Liputan6.com, Jakarta Langkah Presiden Susilo Bambang Yudhoyono melontarkan kebijakan 'zero debt' dianggap kurang tepat. Pasalnya, saat ini keuangan negara belum mencukupi untuk mendanai pembangunan infrastruktur di sektor kelistrikan.
Pengamat listrik dari Universitas Indonesia, Iwa Garniwa mengatakan, terus melesatnya pertumbuhan ekonomi telah mendongkrak konsumsi listrik di dalam negeri. Data menunjukkan, pertumbuhan konsumsi listrik sekitar 9% per tahun sehingga untuk memenuhinya, Indonesia harus membangun pembangkit listrik dengan kapasitas 4.000 megawatt.
"Pertanyaannya mampu tidak (mendanai-red)? Kan tidak," kata Iwa saat berbincang dengan Liputan6.com, di Jakarta, Kamis (20/3/2014).
Advertisement
Besarnya biaya yang dibutuhkan untuk membangun infrastruktur kelistrikan membuat PLN harus menggandeng investor swasta dan mencari pinjaman dari luar negeri. "Pemerintah tidak mempunyai dana itu tadi sehingga pinjaman tentu soft loan," tutur Iwa.
Namun jika pinjaman luar negeri dihentikan, maka hilanglah salah satu sumber pendanaan untuk kelistrikan. Sementara pemerintah tidak bisa mengandalkan pendapatan PLN, pasalnya harga jual listrik saat ini masih lebih rendah dari harga produksi.
"Sekarang untuk pembangkit tranmisi siapa yang biayai? ini sementara perhitungan bukunya harga listrik lebih rendah dari produksi," jelas Iwa.
Menurut Iwa, penghentian pinjaman luar negeri kurang tepat. Pasalnya akan menghambat pembangunan sistem kelistrikan Indonesia dan akan berakibat pada melambatnya pertumbuhan ekonomi.
"Akhirnya infrastruktur berhenti jadi tidak tepat diberhentikan. Kita pinjam karena tidak mampu, kalau menyetop pinjam mampukah pemerintah membiayai pembangunan peningkatan listrik sebesar itu,"
Namun, kebijakan tersebut bisa tepat jika Presiden SBY memiliki alternatif lain untuk pendaan tersebut, seperti mengoptimalkan pengeluaran negara dan mengurangi subsidi.

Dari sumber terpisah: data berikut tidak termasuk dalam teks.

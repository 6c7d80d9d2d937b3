use game_core::BoxedAction;

use super::{SelectActionStrategy, SelectionContext, SelectionError};

/// Deterministic placeholder: always takes the last legal action.
///
/// Since the skip-turn action is appended last, this player stands still
/// forever, which makes it a predictable baseline for tests and demos.
#[derive(Clone, Copy, Debug, Default)]
pub struct LastActionStrategy;

impl SelectActionStrategy for LastActionStrategy {
    fn select(
        &mut self,
        mut actions: Vec<BoxedAction>,
        _ctx: &SelectionContext<'_>,
    ) -> Result<BoxedAction, SelectionError> {
        actions
            .pop()
            .ok_or_else(|| SelectionError::Failed("empty action set".to_string()))
    }

    fn name(&self) -> &'static str {
        "last"
    }

    fn description(&self) -> &'static str {
        "Always picks the last entry in the list of legal actions"
    }
}

#[cfg(test)]
mod tests {
    use game_core::{MoveAction, Pawn, SkipTurnAction, World};

    use super::*;

    #[test]
    fn picks_the_last_entry() {
        let world = World::build(
            vec![game_core::LocationRecord {
                name: "Cell".to_string(),
                description: String::new(),
                connections: Vec::new(),
            }],
            "Cell",
        )
        .unwrap();
        let pawn = Pawn::new(world.initial_location());
        let ctx = SelectionContext {
            player_name: "P",
            world: &world,
            pawn: &pawn,
        };
        let actions: Vec<BoxedAction> =
            vec![Box::new(MoveAction::new("north")), Box::new(SkipTurnAction)];

        let selected = LastActionStrategy.select(actions, &ctx).unwrap();

        assert_eq!(selected.describe(), "skip turn");
    }
}
//! Configuration file handling.
//!
//! Settings come from a TOML file (default `nwac_wx.toml` in the working
//! directory). A missing file falls back to built-in defaults. The database
//! connection can be overridden with `DATABASE_URL`, normally set in `.env`.
//!
//! ```toml
//! project_dir = "/srv/nwac"
//! log_level = "info"
//!
//! [database]
//! host = "localhost"
//! user = "nwac"
//! name = "nwac"
//!
//! [bias_correction]
//! tau = 30.0
//! damping = "normalized"
//! ```

use serde::Deserialize;
use std::fmt;
use std::path::{Path, PathBuf};

use crate::analysis::bias_correction::{
    BiasCorrectionParams, JumpDamping, DEFAULT_JUMP_THRESHOLD, DEFAULT_LOW_SUM_THRESHOLD, DEFAULT_TAU,
};
use crate::logging::LogLevel;

pub const DEFAULT_CONFIG_FILE: &str = "nwac_wx.toml";

/// Name of the bias-correction CSV inside the project directory.
pub const DEFAULT_CSV_NAME: &str = "BiasCorrectionData.csv";

// ---------------------------------------------------------------------------
// Errors
// ---------------------------------------------------------------------------

#[derive(Debug)]
pub enum ConfigError {
    Io { path: PathBuf, source: std::io::Error },
    Parse { path: PathBuf, message: String },
    /// A value parsed but is out of range or misspelled.
    Invalid(String),
}

impl fmt::Display for ConfigError {
    fn fmt(&self, f: &mut fmt::Formatter<'_>) -> fmt::Result {
        match self {
            ConfigError::Io { path, source } => {
                write!(f, "Failed to read config {}: {}", path.display(), source)
            }
            ConfigError::Parse { path, message } => {
                write!(f, "Failed to parse config {}: {}", path.display(), message)
            }
            ConfigError::Invalid(msg) => write!(f, "Invalid config: {}", msg),
        }
    }
}

impl std::error::Error for ConfigError {}

// ---------------------------------------------------------------------------
// Config structures
// ---------------------------------------------------------------------------

#[derive(Debug, Clone, Deserialize, PartialEq)]
#[serde(default)]
pub struct Config {
    /// Base directory for input data and default output.
    pub project_dir: PathBuf,
    pub log_level: String,
    pub log_file: Option<String>,
    pub database: DatabaseConfig,
    pub bias_correction: BiasCorrectionConfig,
}

impl Default for Config {
    fn default() -> Self {
        Self {
            project_dir: PathBuf::from("."),
            log_level: "info".to_string(),
            log_file: None,
            database: DatabaseConfig::default(),
            bias_correction: BiasCorrectionConfig::default(),
        }
    }
}

#[derive(Debug, Clone, Deserialize, PartialEq)]
#[serde(default)]
pub struct DatabaseConfig {
    pub host: String,
    pub port: u16,
    pub user: String,
    pub password: String,
    pub name: String,
}

impl Default for DatabaseConfig {
    fn default() -> Self {
        Self {
            host: "localhost".to_string(),
            port: 5432,
            user: "nwac".to_string(),
            password: String::new(),
            name: "nwac".to_string(),
        }
    }
}

#[derive(Debug, Clone, Deserialize, PartialEq)]
#[serde(default)]
pub struct BiasCorrectionConfig {
    pub tau: f64,
    pub jump_threshold: f64,
    pub low_sum_threshold: f64,
    /// `normalized` (production default) or `tanh`.
    pub damping: JumpDamping,
    /// CSV file name, relative to `project_dir` unless absolute.
    pub input_csv: String,
}

impl Default for BiasCorrectionConfig {
    fn default() -> Self {
        Self {
            tau: DEFAULT_TAU,
            jump_threshold: DEFAULT_JUMP_THRESHOLD,
            low_sum_threshold: DEFAULT_LOW_SUM_THRESHOLD,
            damping: JumpDamping::default(),
            input_csv: DEFAULT_CSV_NAME.to_string(),
        }
    }
}

// ---------------------------------------------------------------------------
// Loading
// ---------------------------------------------------------------------------

impl Config {
    /// Parses a config from TOML text. `path` is only used in errors.
    pub fn from_toml_str(text: &str, path: &Path) -> Result<Self, ConfigError> {
        let config: Config = toml::from_str(text).map_err(|e| ConfigError::Parse {
            path: path.to_path_buf(),
            message: e.to_string(),
        })?;
        config.validate()?;
        Ok(config)
    }

    /// Reads a config file; a missing file yields the defaults.
    pub fn load(path: &Path) -> Result<Self, ConfigError> {
        match std::fs::read_to_string(path) {
            Ok(text) => Self::from_toml_str(&text, path),
            Err(e) if e.kind() == std::io::ErrorKind::NotFound => Ok(Self::default()),
            Err(source) => Err(ConfigError::Io { path: path.to_path_buf(), source }),
        }
    }

    fn validate(&self) -> Result<(), ConfigError> {
        self.bias_params()?;
        self.log_level()?;
        Ok(())
    }

    pub fn log_level(&self) -> Result<LogLevel, ConfigError> {
        LogLevel::from_name(&self.log_level)
            .ok_or_else(|| ConfigError::Invalid(format!("unknown log_level '{}'", self.log_level)))
    }

    /// Bias-correction parameters; tau is range-checked here.
    pub fn bias_params(&self) -> Result<BiasCorrectionParams, ConfigError> {
        let bc = &self.bias_correction;
        if !(bc.tau.is_finite() && bc.tau > 1.0) {
            return Err(ConfigError::Invalid(format!("tau must be greater than 1, got {}", bc.tau)));
        }
        Ok(BiasCorrectionParams {
            tau: bc.tau,
            jump_threshold: bc.jump_threshold,
            low_sum_threshold: bc.low_sum_threshold,
            damping: bc.damping,
        })
    }

    /// Default bias-correction CSV path.
    pub fn input_csv_path(&self) -> PathBuf {
        self.project_dir.join(&self.bias_correction.input_csv)
    }

    /// Default output directory for reports.
    pub fn output_dir(&self) -> PathBuf {
        self.project_dir.join("outdir")
    }

    /// Postgres connection string. `DATABASE_URL` wins when set.
    pub fn database_url(&self) -> String {
        match std::env::var("DATABASE_URL") {
            Ok(url) if !url.trim().is_empty() => url,
            _ => self.database.connection_string(),
        }
    }
}

impl DatabaseConfig {
    /// Key-value connection string understood by `postgres::Client::connect`.
    pub fn connection_string(&self) -> String {
        let mut conn = format!(
            "host={} port={} user={} dbname={}",
            self.host, self.port, self.user, self.name
        );
        if !self.password.is_empty() {
            conn.push_str(&format!(" password={}", self.password));
        }
        conn
    }
}

// ---------------------------------------------------------------------------
// Tests
// ---------------------------------------------------------------------------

"Oke kalau mampu stop. Mampu boleh saja dengan mengurangi anggaran lain, atau kurangi subsidinya," pungkasnya.
Sekadar informasi, sejumlah proyek infrastruktur penting mandek akibat adanya pembatasan pinjaman luar negeri yang diterapkan pemerintah.
Salah satu proyek yang menjadi korban kebijakan itu adalah proyek kabel listrik tegangan tinggi arus searah (High Voltage Direct Current/HVDC) yang digarap PLN.
Proyek yang akan menghubungkan sistem kelistrikan Sumatera dengan Jawa itu mandek lantaran kesulitan mendapatkan pendanaan.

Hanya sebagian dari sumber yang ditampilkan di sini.